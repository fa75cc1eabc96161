//! Metrics collection and exposition.
//!
//! # Metrics
//! - `gateway_requests_total` (counter): requests by method, status
//! - `gateway_request_duration_seconds` (histogram): latency distribution
//! - `gateway_rate_limited_total` (counter): rejected requests by reason
//! - `gateway_cache_lookups_total` (counter): lookups by cache, result
//! - `gateway_circuit_transitions_total` (counter): breaker state changes
//! - `gateway_circuit_state` (gauge): 0=closed, 1=half-open, 2=open
//! - `gateway_retry_outcomes_total` (counter): retry executions by outcome
//! - `gateway_schema_refresh_total` (counter): schema loads by service, source
//! - `gateway_subgraphs_available` (gauge): subgraphs in the last poll

use std::net::SocketAddr;
use std::time::Instant;

use metrics_exporter_prometheus::PrometheusBuilder;

/// Install the Prometheus recorder and its scrape listener.
pub fn init_metrics(addr: SocketAddr) {
    match PrometheusBuilder::new().with_http_listener(addr).install() {
        Ok(()) => tracing::info!(address = %addr, "Metrics exporter listening"),
        Err(e) => tracing::error!(address = %addr, error = %e, "Failed to install metrics exporter"),
    }
}

pub fn record_request(method: &str, status: u16, start: Instant) {
    let labels = [("method", method.to_string()), ("status", status.to_string())];
    metrics::counter!("gateway_requests_total", &labels).increment(1);
    metrics::histogram!("gateway_request_duration_seconds", &labels)
        .record(start.elapsed().as_secs_f64());
}

pub fn record_rate_limited(reason: &'static str) {
    metrics::counter!("gateway_rate_limited_total", "reason" => reason).increment(1);
}

/// `result` is one of `hit`, `miss`, `error`.
pub fn record_cache_lookup(cache: &'static str, result: &'static str) {
    metrics::counter!("gateway_cache_lookups_total", "cache" => cache, "result" => result).increment(1);
}

pub fn record_circuit_transition(breaker: &str, to: &'static str) {
    metrics::counter!(
        "gateway_circuit_transitions_total",
        "breaker" => breaker.to_string(),
        "to" => to
    )
    .increment(1);

    let level = match to {
        "closed" => 0.0,
        "half-open" => 1.0,
        _ => 2.0,
    };
    metrics::gauge!("gateway_circuit_state", "breaker" => breaker.to_string()).set(level);
}

pub fn record_retry_outcome(policy: &str, outcome: &'static str) {
    metrics::counter!(
        "gateway_retry_outcomes_total",
        "policy" => policy.to_string(),
        "outcome" => outcome
    )
    .increment(1);
}

/// `source` is one of `cache`, `network`, `fallback`, `unavailable`.
pub fn record_schema_refresh(service: &str, source: &'static str) {
    metrics::counter!(
        "gateway_schema_refresh_total",
        "service" => service.to_string(),
        "source" => source
    )
    .increment(1);
}

pub fn set_subgraphs_available(count: usize) {
    metrics::gauge!("gateway_subgraphs_available").set(count as f64);
}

★ ★ ★ ★ ★ ★ ★

▸ YOUR OBJECTIVE
All that should appear in the response is the run of lines from the first line of the entries through the line containing "(histogram): latency distribution", copied exactly.

▸ WRITTEN RESPONSE
repository fa75cc1eabc96161
//! Metrics collection and exposition.
//!
//! # Metrics
//! - `gateway_requests_total` (counter): requests by method, status
//! - `gateway_request_duration_seconds` (histogram): latency distribution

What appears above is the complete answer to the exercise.